Records from a collection
####

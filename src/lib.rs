//! appwatch - Status-change notifications for monitored application instances
//!
//! This library provides the notification side of an admin/monitoring system:
//! it watches a stream of instance status transitions and fans them out to
//! configurable channels (mail, webhook, log).

pub mod services;
pub mod notification;

pub mod config;
pub mod core;
pub mod store;
pub mod template;
pub mod types;

// Re-export core types for convenience
pub use core::*;
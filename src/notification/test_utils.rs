use crate::core::MailMessage;
use crate::notification::mail::MailTransport;
use async_trait::async_trait;
use std::sync::atomic::{AtomicBool, AtomicUsize, Ordering};
use std::sync::Mutex;

/// Fake mail transport for testing
///
/// Records every accepted message so tests can assert on complete
/// [`MailMessage`] values instead of delivery side effects.
pub struct RecordingMailTransport {
    sent: Mutex<Vec<MailMessage>>,
    attempts: AtomicUsize,
    fail: AtomicBool,
}

impl RecordingMailTransport {
    pub fn new() -> Self {
        Self {
            sent: Mutex::new(Vec::new()),
            attempts: AtomicUsize::new(0),
            fail: AtomicBool::new(false),
        }
    }

    /// Makes every following send attempt fail until reset.
    pub fn set_failing(&self, fail: bool) {
        self.fail.store(fail, Ordering::SeqCst);
    }

    /// Messages accepted so far, in send order.
    pub fn sent(&self) -> Vec<MailMessage> {
        self.sent.lock().unwrap().clone()
    }

    /// Number of times `send` was called, including failed attempts.
    pub fn send_attempts(&self) -> usize {
        self.attempts.load(Ordering::SeqCst)
    }
}

impl Default for RecordingMailTransport {
    fn default() -> Self {
        Self::new()
    }
}

#[async_trait]
impl MailTransport for RecordingMailTransport {
    async fn send(&self, message: &MailMessage) -> anyhow::Result<()> {
        self.attempts.fetch_add(1, Ordering::SeqCst);
        if self.fail.load(Ordering::SeqCst) {
            anyhow::bail!("smtp transport unavailable");
        }
        self.sent.lock().unwrap().push(message.clone());
        Ok(())
    }
}
//! A notifier that posts status changes to a generic webhook.

use crate::config::WebhookConfig;
use crate::core::{InstanceStore, Notifier, StatusChangedEvent};
use crate::notification::NotifyError;
use crate::template::{TemplateContext, TemplateRenderer};
use anyhow::anyhow;
use async_trait::async_trait;
use serde_json::json;
use std::sync::Arc;
use std::time::Duration;
use tracing::{error, info, instrument};

/// Posts `{"text": ...}` payloads to a configured URL, one per event.
///
/// The message text is a template string resolved against the same context
/// as the mail notifier, so Slack-compatible endpoints get the same wording
/// as the mail subject by default.
pub struct WebhookNotifier {
    config: WebhookConfig,
    store: Arc<dyn InstanceStore>,
    renderer: TemplateRenderer,
    client: reqwest::Client,
}

impl WebhookNotifier {
    /// Creates a new `WebhookNotifier`.
    pub fn new(
        config: WebhookConfig,
        store: Arc<dyn InstanceStore>,
        renderer: TemplateRenderer,
    ) -> anyhow::Result<Self> {
        let client = reqwest::Client::builder()
            .timeout(Duration::from_secs(config.timeout_seconds))
            .build()?;
        Ok(Self {
            config,
            store,
            renderer,
            client,
        })
    }
}

#[async_trait]
impl Notifier for WebhookNotifier {
    fn name(&self) -> &str {
        "webhook"
    }

    #[instrument(skip(self, event), fields(instance = %event.instance))]
    async fn notify(&self, event: &StatusChangedEvent) -> Result<(), NotifyError> {
        let instance = self
            .store
            .find(&event.instance)
            .await?
            .ok_or_else(|| NotifyError::InstanceNotFound(event.instance.clone()))?;

        let mut context = TemplateContext::new();
        context.insert("instance", &instance)?;
        context.insert("event", event)?;
        let text = self.renderer.render_str(&self.config.message, &context)?;

        let payload = json!({ "text": text });
        let response = self
            .client
            .post(&self.config.url)
            .json(&payload)
            .send()
            .await
            .map_err(|e| NotifyError::Delivery(e.into()))?;

        let status = response.status();
        if !status.is_success() {
            let body = response.text().await.unwrap_or_default();
            error!(
                status = %status,
                body = %body,
                "Webhook rejected status-change notification"
            );
            return Err(NotifyError::Delivery(anyhow!(
                "webhook returned status {status}, body: {body}"
            )));
        }

        info!(status = %event.status_info.status, "Posted status change to webhook");
        Ok(())
    }
}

####

• Task to complete
For each line of the entries that includes "types", show that line.

• Exercise answer
pub mod types;
// Re-export core types for convenience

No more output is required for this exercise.